34 F.4th 642
8th Cir.2022Background
- Undercover South Dakota agent posted an ad on a classified site with digitally altered photos and stated the poster was age 20; in texts the agent (posing as a pimp) told respondents the girl was "15 but gonna be 16" and quoted prices.
- Slim texted the ad, confirmed availability after being told the juvenile age, negotiated price, agreed to bring condoms and cash ($200), and arranged to meet at a gas station.
- Slim drove to the agreed meeting place and was arrested; police searched the vehicle and recovered condoms, $200, and two cell phones.
- A grand jury indicted Slim for attempted commercial sex trafficking of a minor (18 U.S.C. §§ 1591(a)(1), (b)(2), 1594(a)) and attempted enticement of a minor by interstate commerce (18 U.S.C. § 2422(b)).

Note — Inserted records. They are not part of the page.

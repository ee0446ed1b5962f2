//! Command implementations for the coursemate CLI

pub mod migrate;
pub mod serve;

pub use migrate::run_migrate;
pub use serve::run_serve;

use std::time::Duration;

use anyhow::{Context, Result};
use clap::Args;
use coursemate_server::db::{create_pool_with_options, PgPool, PoolConfig};

/// Database connection arguments shared by every command
#[derive(Args, Debug)]
pub struct DatabaseArgs {
    /// Postgres connection URL
    #[arg(long, env = "DATABASE_URL")]
    pub database_url: Option<String>,

    /// Maximum pool connections
    #[arg(long, default_value_t = 5)]
    pub max_connections: u32,

    /// Seconds to wait for a free connection before failing a request
    #[arg(long, default_value_t = 30)]
    pub acquire_timeout_secs: u64,
}

impl DatabaseArgs {
    /// Open the pool, failing early with a readable message.
    pub async fn connect(&self) -> Result<PgPool> {
        let url = self
            .database_url
            .as_deref()
            .context("DATABASE_URL not set. Set via --database-url, DATABASE_URL env, or .env")?;

        let config = PoolConfig {
            max_connections: self.max_connections,
            acquire_timeout: Duration::from_secs(self.acquire_timeout_secs),
        };

        create_pool_with_options(url, &config)
            .await
            .context("Failed to create database pool")
    }
}
//! Repository implementations for database access
//!
//! Each repository follows these patterns:
//! - Uses JOINs for list operations (no N+1)
//! - Handles conflicts via ON CONFLICT (no check-then-insert)
//! - Uses transactions for multi-step operations

pub mod inquiries;
pub mod notices;
pub mod reviews;
pub mod spots;
pub mod tags;
pub mod users;

pub use inquiries::{InquiryRepo, InquiryWithWriter};
pub use notices::NoticeRepo;
pub use reviews::{RatingSummary, ReviewRepo, ReviewWithTags};
pub use spots::{BlogLink, Photo, SpotRepo, TourSpot};
pub use tags::{resolve_tag, Tag, TagRepo};
pub use users::{User, UserRepo};

/// Database error type
///
/// Reads and writes are kept apart so callers can tell a failed lookup from
/// a rolled-back write.
#[derive(Debug, thiserror::Error)]
pub enum DbError {
    #[error("lookup failed: {0}")]
    Lookup(#[source] sqlx::Error),

    #[error("write failed: {0}")]
    Write(#[source] sqlx::Error),

    #[error("{resource} '{value}' already exists")]
    Duplicate { resource: &'static str, value: String },

    #[error("not found: {resource} '{id}'")]
    NotFound { resource: &'static str, id: String },
}

impl DbError {
    pub(crate) fn not_found(resource: &'static str, id: impl ToString) -> Self {
        Self::NotFound {
            resource,
            id: id.to_string(),
        }
    }
}

/// True when `err` is a Postgres unique-constraint violation.
pub(crate) fn is_unique_violation(err: &sqlx::Error) -> bool {
    matches!(err, sqlx::Error::Database(db) if db.is_unique_violation())
}
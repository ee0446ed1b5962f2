//! Schema migration command

use anyhow::{Context, Result};
use clap::Parser;

use coursemate_server::db::migrations;

use super::DatabaseArgs;

/// Arguments for the migrate command
#[derive(Parser, Debug)]
pub struct MigrateArgs {
    #[command(flatten)]
    pub db: DatabaseArgs,
}

/// Create any missing tables and indexes
pub async fn run_migrate(args: MigrateArgs) -> Result<()> {
    let pool = args.db.connect().await?;

    migrations::run(&pool)
        .await
        .context("Failed to run migrations")?;

    tracing::info!("migrations applied");
    Ok(())
}
//! API error types with IntoResponse
//!
//! Errors become envelope responses with a matching status code. Storage
//! failures are logged here and reported to the client without detail.

use axum::http::StatusCode;
use axum::response::{IntoResponse, Response};

use super::envelope::Envelope;
use crate::db::DbError;
use crate::models::ValidationError;

const SERVER_ERROR_MSG: &str = "server error";

/// API error type with automatic HTTP status mapping
#[derive(Debug)]
pub enum ApiError {
    /// Validation failed (400)
    Validation(ValidationError),

    /// Unique value already taken (400)
    Duplicate { resource: &'static str, value: String },

    /// Resource not found (404)
    NotFound { resource: &'static str, id: String },

    /// Database read or write failed (500, logged)
    Database(DbError),

    /// Internal error (500, logged)
    Internal { message: String },
}

impl IntoResponse for ApiError {
    fn into_response(self) -> Response {
        let (status, msg) = match &self {
            Self::Validation(e) => (StatusCode::BAD_REQUEST, e.to_string()),
            Self::Duplicate { resource, value } => (
                StatusCode::BAD_REQUEST,
                format!("{} '{}' already exists", resource, value),
            ),
            Self::NotFound { resource, id } => (
                StatusCode::NOT_FOUND,
                format!("{} '{}' not found", resource, id),
            ),
            Self::Database(e) => {
                // Log the actual error, return generic message
                match e {
                    DbError::Write(_) => tracing::error!(error = %e, "write failed, rolled back"),
                    _ => tracing::error!(error = %e, "lookup failed"),
                }
                (StatusCode::INTERNAL_SERVER_ERROR, SERVER_ERROR_MSG.to_owned())
            }
            Self::Internal { message } => {
                tracing::error!("Internal error: {}", message);
                (StatusCode::INTERNAL_SERVER_ERROR, SERVER_ERROR_MSG.to_owned())
            }
        };

        Envelope::error(status, msg).into_response()
    }
}

impl From<ValidationError> for ApiError {
    fn from(e: ValidationError) -> Self {
        Self::Validation(e)
    }
}

impl From<DbError> for ApiError {
    fn from(e: DbError) -> Self {
        match e {
            DbError::NotFound { resource, id } => Self::NotFound { resource, id },
            DbError::Duplicate { resource, value } => Self::Duplicate { resource, value },
            _ => Self::Database(e),
        }
    }
}
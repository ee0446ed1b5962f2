//! Smoke tests to verify command wiring

use assert_cmd::Command;
use predicates::prelude::*;

fn coursemate() -> Command {
    let mut cmd = Command::cargo_bin("coursemate").unwrap();
    // Keep a developer's .env or shell from leaking into the tests
    cmd.env_remove("DATABASE_URL").env_remove("RUST_LOG");
    cmd
}

#[test]
fn test_help_lists_commands() {
    coursemate()
        .arg("--help")
        .assert()
        .success()
        .stdout(predicate::str::contains("serve"))
        .stdout(predicate::str::contains("migrate"));
}

#[test]
fn test_serve_help() {
    coursemate()
        .arg("serve")
        .arg("--help")
        .assert()
        .success()
        .stdout(predicate::str::contains("--bind"))
        .stdout(predicate::str::contains("--skip-migrations"))
        .stdout(predicate::str::contains("--max-connections"));
}

#[test]
fn test_migrate_help() {
    coursemate()
        .arg("migrate")
        .arg("--help")
        .assert()
        .success()
        .stdout(predicate::str::contains("--database-url"));
}

#[test]
fn test_serve_without_database_url_fails() {
    coursemate()
        .current_dir(std::env::temp_dir())
        .arg("serve")
        .assert()
        .failure()
        .stderr(predicate::str::contains("DATABASE_URL not set"));
}

#[test]
fn test_migrate_without_database_url_fails() {
    coursemate()
        .current_dir(std::env::temp_dir())
        .arg("migrate")
        .assert()
        .failure()
        .stderr(predicate::str::contains("DATABASE_URL not set"));
}

#[test]
fn test_invalid_bind_address_rejected() {
    coursemate()
        .arg("serve")
        .arg("--bind")
        .arg("not-an-address")
        .assert()
        .failure()
        .stderr(predicate::str::contains("--bind"));
}
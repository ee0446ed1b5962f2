//! Custom Axum extractors
//!
//! Rejections are `ApiError`s so malformed input still gets the envelope.

use axum::extract::{FromRequest, FromRequestParts, Path, Query, Request};
use axum::http::request::Parts;
use axum::Json;
use serde::de::DeserializeOwned;
use uuid::Uuid;

use super::error::ApiError;
use crate::models::ValidationError;

/// JSON body whose decode errors map to a 400 envelope
pub struct ApiJson<T>(pub T);

impl<S, T> FromRequest<S> for ApiJson<T>
where
    T: DeserializeOwned,
    S: Send + Sync,
{
    type Rejection = ApiError;

    async fn from_request(req: Request, state: &S) -> Result<Self, Self::Rejection> {
        let Json(value) = Json::<T>::from_request(req, state).await.map_err(|e| {
            ApiError::Validation(ValidationError::Malformed {
                reason: e.body_text(),
            })
        })?;

        Ok(Self(value))
    }
}

/// Query string whose decode errors map to a 400 envelope
pub struct ApiQuery<T>(pub T);

impl<S, T> FromRequestParts<S> for ApiQuery<T>
where
    T: DeserializeOwned,
    S: Send + Sync,
{
    type Rejection = ApiError;

    async fn from_request_parts(parts: &mut Parts, state: &S) -> Result<Self, Self::Rejection> {
        let Query(value) = Query::<T>::from_request_parts(parts, state)
            .await
            .map_err(|e| {
                ApiError::Validation(ValidationError::Malformed {
                    reason: e.body_text(),
                })
            })?;

        Ok(Self(value))
    }
}

/// Extract and validate a numeric id from path
pub struct ValidId(pub i64);

impl<S> FromRequestParts<S> for ValidId
where
    S: Send + Sync,
{
    type Rejection = ApiError;

    async fn from_request_parts(parts: &mut Parts, state: &S) -> Result<Self, Self::Rejection> {
        let Path(id): Path<String> = Path::from_request_parts(parts, state)
            .await
            .map_err(|_| ApiError::Validation(ValidationError::Empty { field: "id" }))?;

        let id = id.parse::<i64>().map_err(|_| {
            ApiError::Validation(ValidationError::InvalidFormat {
                field: "id",
                reason: "must be an integer",
            })
        })?;

        Ok(Self(id))
    }
}

/// Extract and validate a UUID from path
pub struct ValidUuid(pub Uuid);

impl<S> FromRequestParts<S> for ValidUuid
where
    S: Send + Sync,
{
    type Rejection = ApiError;

    async fn from_request_parts(parts: &mut Parts, state: &S) -> Result<Self, Self::Rejection> {
        let Path(id): Path<String> = Path::from_request_parts(parts, state)
            .await
            .map_err(|_| ApiError::Validation(ValidationError::Empty { field: "id" }))?;

        let uuid = Uuid::parse_str(&id).map_err(|_| {
            ApiError::Validation(ValidationError::InvalidFormat {
                field: "id",
                reason: "invalid UUID format",
            })
        })?;

        Ok(Self(uuid))
    }
}
//! Password hashing for admin-created accounts

use argon2::password_hash::{PasswordHasher, SaltString};
use argon2::Argon2;

/// Hash a plaintext password into a PHC string (`$argon2id$...`).
pub fn hash_password(plain: &str) -> Result<String, argon2::password_hash::Error> {
    let salt_bytes: [u8; 16] = rand::random();
    let salt = SaltString::encode_b64(&salt_bytes)?;

    Ok(Argon2::default()
        .hash_password(plain.as_bytes(), &salt)?
        .to_string())
}
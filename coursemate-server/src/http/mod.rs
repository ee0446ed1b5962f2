//! HTTP layer
//!
//! Axum server with:
//! - CORS (localhost only by default)
//! - Request tracing
//! - Graceful shutdown
//! - JSON envelope responses, errors included

pub mod envelope;
pub mod error;
pub mod extractors;
pub mod routes;
pub mod server;

pub use envelope::{Envelope, NoPayload};
pub use error::ApiError;
pub use server::{build_router, run_server, AppState, ServerConfig, ServerError};
//! Database layer - connection pool, migrations and repositories
//!
//! # Design Principles
//!
//! - One connection pool per process (max 5 connections by default)
//! - List operations use JOINs - no N+1 queries
//! - Rely on DB constraints, handle conflicts - no check-then-insert
//! - Transactions for multi-step writes

pub mod migrations;
pub mod pool;
pub mod repos;

#[cfg(test)]
pub(crate) mod testing;

pub use pool::{create_pool, create_pool_with_options, PoolConfig};
pub use sqlx::PgPool;
pub use repos::*;
//! Derive macros for the aoc-solver library

use proc_macro::TokenStream;
use proc_macro2::{Literal, TokenStream as TokenStream2};
use quote::quote;
use syn::{DeriveInput, LitInt, LitStr, parse_macro_input};

/// Implements `aoc_solver::Solver` by dispatching each part to its
/// `PartSolver<N>` implementation.
///
/// # Attributes
///
/// - `max_parts`: required, number of parts (`1..=max_parts` must each have a
///   `PartSolver<N>` impl)
///
/// ```ignore
/// #[derive(AocSolver)]
/// #[aoc_solver(max_parts = 2)]
/// struct Day3;
///
/// impl AocParser for Day3 { /* ... */ }
/// impl PartSolver<1> for Day3 { /* ... */ }
/// impl PartSolver<2> for Day3 { /* ... */ }
/// ```
#[proc_macro_derive(AocSolver, attributes(aoc_solver))]
pub fn derive_aoc_solver(input: TokenStream) -> TokenStream {
    let input = parse_macro_input!(input as DeriveInput);
    expand_aoc_solver(&input)
        .unwrap_or_else(syn::Error::into_compile_error)
        .into()
}

fn expand_aoc_solver(input: &DeriveInput) -> syn::Result<TokenStream2> {
    let name = &input.ident;
    let attr = input
        .attrs
        .iter()
        .find(|attr| attr.path().is_ident("aoc_solver"))
        .ok_or_else(|| {
            syn::Error::new_spanned(
                name,
                "AocSolver derive requires #[aoc_solver(max_parts = N)]",
            )
        })?;

    let mut max_parts: Option<u8> = None;
    attr.parse_nested_meta(|meta| {
        if meta.path.is_ident("max_parts") {
            let lit: LitInt = meta.value()?.parse()?;
            max_parts = Some(lit.base10_parse()?);
            Ok(())
        } else {
            Err(meta.error("unsupported aoc_solver attribute, expected `max_parts`"))
        }
    })?;

    let max_parts = max_parts
        .ok_or_else(|| syn::Error::new_spanned(attr, "missing required `max_parts`"))?;
    if max_parts == 0 {
        return Err(syn::Error::new_spanned(attr, "`max_parts` must be at least 1"));
    }

    let arms: Vec<Literal> = (1..=max_parts).map(Literal::u8_unsuffixed).collect();
    let parts = arms.clone();

    Ok(quote! {
        impl ::aoc_solver::Solver for #name {
            const PARTS: u8 = #max_parts;

            fn solve_part(
                shared: &mut <Self as ::aoc_solver::AocParser>::SharedData<'_>,
                part: u8,
            ) -> ::core::result::Result<::std::string::String, ::aoc_solver::SolveError> {
                match part {
                    #(#arms => <Self as ::aoc_solver::PartSolver<#parts>>::solve(shared),)*
                    _ => ::core::result::Result::Err(::aoc_solver::SolveError::PartNotImplemented(part)),
                }
            }
        }
    })
}

/// Submits the solver to the plugin list collected by
/// `RegistryBuilder::register_all_plugins`.
///
/// # Attributes
///
/// - `year`: required, the Advent of Code year
/// - `day`: required, 1-25
/// - `tags`: optional list of string literals used for filtering
///
/// The type must be a unit struct implementing `Solver`; a missing impl is
/// reported as an unsatisfied trait bound on the type itself.
///
/// ```ignore
/// #[derive(AocSolver, AutoRegisterSolver)]
/// #[aoc_solver(max_parts = 2)]
/// #[aoc(year = 2023, day = 3, tags = ["2023", "grid"])]
/// pub struct Day3;
/// ```
#[proc_macro_derive(AutoRegisterSolver, attributes(aoc))]
pub fn derive_auto_register_solver(input: TokenStream) -> TokenStream {
    let input = parse_macro_input!(input as DeriveInput);
    expand_auto_register(&input)
        .unwrap_or_else(syn::Error::into_compile_error)
        .into()
}

fn expand_auto_register(input: &DeriveInput) -> syn::Result<TokenStream2> {
    let name = &input.ident;
    let attr = input
        .attrs
        .iter()
        .find(|attr| attr.path().is_ident("aoc"))
        .ok_or_else(|| {
            syn::Error::new_spanned(
                name,
                "AutoRegisterSolver derive requires #[aoc(year = .., day = ..)]",
            )
        })?;

    let mut year: Option<u16> = None;
    let mut day: Option<u8> = None;
    let mut tags: Vec<LitStr> = Vec::new();

    attr.parse_nested_meta(|meta| {
        if meta.path.is_ident("year") {
            let lit: LitInt = meta.value()?.parse()?;
            year = Some(lit.base10_parse()?);
        } else if meta.path.is_ident("day") {
            let lit: LitInt = meta.value()?.parse()?;
            day = Some(lit.base10_parse()?);
        } else if meta.path.is_ident("tags") {
            let content;
            meta.value()?;
            syn::bracketed!(content in meta.input);
            let list = content.parse_terminated(|input| input.parse::<LitStr>(), syn::Token![,])?;
            tags.extend(list);
        } else {
            return Err(meta.error("unsupported aoc attribute, expected `year`, `day` or `tags`"));
        }
        Ok(())
    })?;

    let year = year.ok_or_else(|| syn::Error::new_spanned(attr, "missing required `year`"))?;
    let day = day.ok_or_else(|| syn::Error::new_spanned(attr, "missing required `day`"))?;
    if !(1..=25).contains(&day) {
        return Err(syn::Error::new_spanned(attr, "`day` must be between 1 and 25"));
    }

    Ok(quote! {
        const _: () = {
            trait MustImplementSolver: ::aoc_solver::Solver {}
            impl MustImplementSolver for #name {}
        };

        ::aoc_solver::inventory::submit! {
            ::aoc_solver::SolverPlugin {
                year: #year,
                day: #day,
                solver: &#name,
                tags: &[#(#tags),*],
            }
        }
    })
}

- District court denied Slim’s suppression motion (finding probable cause and valid vehicle search), excluded his prior attorney’s testimony as hearsay, and convicted Slim after a bench trial; Slim appealed.
Issues
| Issue | Slim's Argument | Gov't's Argument | Held |
|---|---|---|---|
| 1. Denial of suppression: warrantless arrest/probable cause | Arrest lacked probable cause; state officers lacked authority to arrest for federal crime | Texts, agreement to pay, condoms, and travel to meeting supplied probable cause for attempted trafficking/enticement; state-law authority irrelevant to Fourth Amendment analysis | Affirmed: probable cause existed; arrest reasonable under Fourth Amendment |
| 1b. Vehicle search | Search of car was unreasonable without warrant | Search incident to arrest and Gant rule allowed searching vehicle for evidence of the offense of arrest | Affirmed: officers reasonably believed vehicle contained evidence; search valid |
| 2. Indictment sufficiency | Charges invalid because alleged victim was fictitious/non-existent | Precedent permits attempt/enticement convictions based on defendant's subjective belief that victim was a minor | Affirmed: indictment sufficient when defendant believed the person was a minor |
| 3. Sufficiency of evidence for convictions | Evidence insufficient to prove intent and substantial step for attempt offenses | Texts admitting age, price negotiation, agreement to bring condoms and cash, and travel to meeting show intent and substantial steps for both §1591 attempt and §2422(b) attempt | Affirmed: evidence sufficient to sustain both attempt convictions |
| 4. Exclusion of prior-attorney testimony (hearsay) | Excluding testimony that Slim said he sought a massage violated FRE and due process | Ruling on hearsay was within court's discretion; any error was harmless given other overlapping evidence (Slim's own testimony, texts, witnesses) | Affirmed: exclusion harmless; no reversible error |
Key Cases Cited
- United States v. Wolff, 796 F.3d 972 (8th Cir. 2015) (intent and substantial-step precedent for attempted commercial sex trafficking of a minor)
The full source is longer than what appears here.